Instructions to follow –
Of the material below, the lines to be retyped are those from the line containing "the device and" through the line containing "let upload_timeout = self.options.upload_timeout;", inclusive; reproduce them exactly.

Materials provided –
*** Begin section ***

impl ProtocolClient {
    /// Client for `endpoint` over plain TCP with default timeouts
    pub fn new(endpoint: DeviceEndpoint) -> Self {
        Self::with_connector(endpoint, Arc::new(TcpConnector), ClientOptions::default())
    }

    pub fn with_connector(
        endpoint: DeviceEndpoint,
        connector: Arc<dyn Connector>,
        options: ClientOptions,
    ) -> Self {
        Self {
            endpoint,
            connector,
            options,
            session: None,
        }
    }

    pub fn endpoint(&self) -> &DeviceEndpoint {
        &self.endpoint
    }

    /// True between a successful `connect` and `close` or a transport failure
    pub fn is_connected(&self) -> bool {
        self.session.is_some()
    }

    /// Establish a session, retrying up to `max_attempts` times with
    /// `retry_delay` between attempts
    pub async fn connect(&mut self, max_attempts: u32, retry_delay: Duration) -> Result<()> {
        self.close().await;

        let attempts = max_attempts.max(1);
        let mut last_error = String::from("no attempt made");

        for attempt in 1..=attempts {
            match timeout(
                self.options.connect_timeout,
                self.connector.connect(&self.endpoint),
            )
            .await
            {
                Ok(Ok(stream)) => {
                    self.session = Some(Session {
                        stream,
                        io_timeout: self.options.read_timeout,
                    });
                    debug!("Connected to Pixer device at {}", self.endpoint);
                    return Ok(());
                }
                Ok(Err(e)) => last_error = e.to_string(),
                Err(_) => {
                    last_error = format!("timed out after {:?}", self.options.connect_timeout)
                }
            }

            debug!(
                "Connection attempt {}/{} to {} failed: {}",
                attempt, attempts, self.endpoint, last_error
            );
            if attempt < attempts {
                tokio::time::sleep(retry_delay).await;
            }
        }

        Err(ConnectionError::Unreachable {
            endpoint: self.endpoint.to_string(),
            attempts,
            last_error,
        }
        .into())
    }

    /// Send a command and wait for its answer.
    ///
    /// Returns `Ok(None)` when every one of the `timeout_retries` reads came
    /// back empty; transport failures are errors and end the session.
    pub async fn send_command(
        &mut self,
        command: &[u8],
        timeout_retries: u32,
    ) -> Result<Option<String>> {
        let label = String::from_utf8_lossy(command).into_owned();
        let session = self.session.as_mut().ok_or(ProtocolError::NotConnected)?;

        match exchange(session, command, timeout_retries, &label).await {
            Ok(Some(response)) => {
                debug!("Command: {}, Response: {}", label, response);
                Ok(Some(response))
            }
            Ok(None) => {
                warn!("No response received for command: {}", label);
                Ok(None)
            }
            Err(e) => {
                error!("Error sending command {}: {}", label, e);
                self.session = None;
                Err(ProtocolError::Io {
                    command: label,
                    message: e.to_string(),
                }
                .into())
            }
        }
    }

    /// Probe the device with `#TEST#`; healthy firmware answers `Hello PC!`
    pub async fn test_connection(&mut self) -> bool {
        match self
            .send_command(TEST_COMMAND, self.options.command_retries)
            .await
        {
            Ok(response) => response.as_deref() == Some(TEST_RESPONSE),
            Err(e) => {
                error!("Connection test failed: {}", e);
                false
            }
        }
    }

    /// Probe the device, then query battery level and firmware versions.
    ///
    /// A transport failure after the probe is recorded in `error` and the
    /// fields gathered so far are kept.
    pub async fn get_device_info(&mut self) -> Result<DeviceInfo> {
        if !self.test_connection().await {
            return Err(ProtocolError::NotResponding.into());
        }

        let mut info = DeviceInfo {
            connected: true,
            ..Default::default()
        };

        if let Err(e) = self.query_info(&mut info).await {
            error!("Error getting device info: {}", e);
            info.error = Some(e.to_string());
        }

        Ok(info)
    }

    async fn query_info(&mut self, info: &mut DeviceInfo) -> Result<()> {
        let retries = self.options.command_retries;

        info.battery_level = self
            .send_command(BATTERY_LEVEL_COMMAND, retries)
            .await?
            .map(|raw| BatteryLevel::parse(&raw));
        info.ble_version = self.send_command(BLE_VERSION_COMMAND, retries).await?;
        info.ite_version = self.send_command(ITE_VERSION_COMMAND, retries).await?;
        info.mcu_version = self.send_command(MCU_VERSION_COMMAND, retries).await?;
        Ok(())
    }

    /// Probe the device and send `reset`.
    ///
    /// The device may drop the channel while rebooting, so no acknowledgement
    /// is read back.
    pub async fn reset_device(&mut self) -> Result<()> {
        if !self.test_connection().await {
            return Err(ProtocolError::NotResponding.into());
        }

        let session = self.session.as_mut().ok_or(ProtocolError::NotConnected)?;
        let io_timeout = session.io_timeout;
        if let Err(e) = write_fully(&mut session.stream, RESET_COMMAND, io_timeout).await {
            self.session = None;
            return Err(ProtocolError::Io {
                command: "reset".to_string(),
                message: e.to_string(),
            }
            .into());
        }

        debug!("Reset command sent to device");
        Ok(())
    }

    /// Stream `data` to the device in `chunk_size` pieces and terminate it
    /// with the upload sentinel.
    pub async fn upload_image_data(
        &mut self,
        data: &[u8],
        chunk_size: usize,
    ) -> Result<UploadReport> {
        let total_bytes = data.len();
        let upload_timeout = self.options.upload_timeout;
        let session = self.session.as_mut().ok_or(ProtocolError::NotConnected)?;
        session.io_timeout = upload_timeout;

        let mut bytes_sent = 0usize;
        let mut logged_decile = 0usize;

        for chunk in data.chunks(chunk_size.max(1)) {
            if let Err(e) =
                write_counted(&mut session.stream, chunk, upload_timeout, &mut bytes_sent).await
            {
                return Err(self.abort_transfer(bytes_sent, total_bytes, e));
            }

            let decile = bytes_sent * 10 / total_bytes;
            if decile > logged_decile {
                logged_decile = decile;
                debug!("Upload progress: {}%", decile * 10);
            }
        }

        if let Err(e) = write_fully(&mut session.stream, UPLOAD_SENTINEL, upload_timeout).await {
            return Err(self.abort_transfer(bytes_sent, total_bytes, e));
        }

        debug!("Successfully uploaded {} bytes", total_bytes);
        Ok(UploadReport {
            bytes_sent,
            total_bytes,
        })
    }

    fn abort_transfer(
        &mut self,
        bytes_sent: usize,
        total_bytes: usize,
        cause: std::io::Error,
    ) -> crate::errors::PixerError {
        error!(
            "Error uploading image data after {}/{} bytes: {}",
            bytes_sent, total_bytes, cause
        );
        self.session = None;
        TransferError {
            bytes_sent,
            total_bytes,
            message: cause.to_string(),
        }
        .into()
    }

    /// Close the session. Safe to call any number of times.
    pub async fn close(&mut self) {
        if let Some(mut session) = self.session.take() {
            if let Err(e) = session.stream.shutdown().await {
                debug!("Error closing socket: {}", e);
            }
            debug!("Connection to {} closed", self.endpoint);
        }
    }
}

impl Drop for ProtocolClient {
    fn drop(&mut self) {
        if self.session.take().is_some() {
            debug!("Releasing unclosed session to {}", self.endpoint);
        }
    }
}

async fn exchange(
    session: &mut Session,
    command: &[u8],
    timeout_retries: u32,
    label: &str,
) -> std::io::Result<Option<String>> {
    write_fully(&mut session.stream, command, session.io_timeout).await?;

    let mut buf = [0u8; RESPONSE_BUFFER_SIZE];
    for retry in 1..=timeout_retries {
        match timeout(session.io_timeout, session.stream.read(&mut buf)).await {
            Ok(Ok(0)) => debug!(
                "Empty read for {} on retry {}/{}",
                label, retry, timeout_retries
            ),
            Ok(Ok(n)) => {
                let response = String::from_utf8_lossy(&buf[..n]).trim().to_string();
                if !response.is_empty() {
                    return Ok(Some(response));
                }
            }
            Ok(Err(e)) => return Err(e),
            Err(_) => debug!("Timeout on retry {}/{}", retry, timeout_retries),
        }
    }
    Ok(None)
}

async fn write_fully(
    stream: &mut BoxedStream,
    bytes: &[u8],
    io_timeout: Duration,
) -> std::io::Result<()> {
    let mut written = 0;
    write_counted(stream, bytes, io_timeout, &mut written).await
}

/// Write all of `bytes`, adding every accepted byte to `counter`, then flush
async fn write_counted(
    stream: &mut BoxedStream,
    bytes: &[u8],
    io_timeout: Duration,
    counter: &mut usize,
) -> std::io::Result<()> {
    let mut offset = 0;
    while offset < bytes.len() {
        let n = timeout(io_timeout, stream.write(&bytes[offset..]))
            .await
            .map_err(|_| std::io::Error::new(std::io::ErrorKind::TimedOut, "write timed out"))??;
        if n == 0 {
            return Err(std::io::Error::new(
                std::io::ErrorKind::WriteZero,
                "device stopped accepting data",
            ));
        }
        offset += n;
        *counter += n;
    }
    timeout(io_timeout, stream.flush())
        .await
        .map_err(|_| std::io::Error::new(std::io::ErrorKind::TimedOut, "flush timed out"))?
}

*** End section ***

Response to this task –
    /// Probe the device and send `reset`.
    ///
    /// The device may drop the channel while rebooting, so no acknowledgement
    /// is read back.
    pub async fn reset_device(&mut self) -> Result<()> {
        if !self.test_connection().await {
            return Err(ProtocolError::NotResponding.into());
        }

        let session = self.session.as_mut().ok_or(ProtocolError::NotConnected)?;
        let io_timeout = session.io_timeout;
        if let Err(e) = write_fully(&mut session.stream, RESET_COMMAND, io_timeout).await {
            self.session = None;
            return Err(ProtocolError::Io {
                command: "reset".to_string(),
                message: e.to_string(),
            }
            .into());
        }

        debug!("Reset command sent to device");
        Ok(())
    }

    /// Stream `data` to the device in `chunk_size` pieces and terminate it
    /// with the upload sentinel.
    pub async fn upload_image_data(
        &mut self,
        data: &[u8],
        chunk_size: usize,
    ) -> Result<UploadReport> {
        let total_bytes = data.len();
        let upload_timeout = self.options.upload_timeout;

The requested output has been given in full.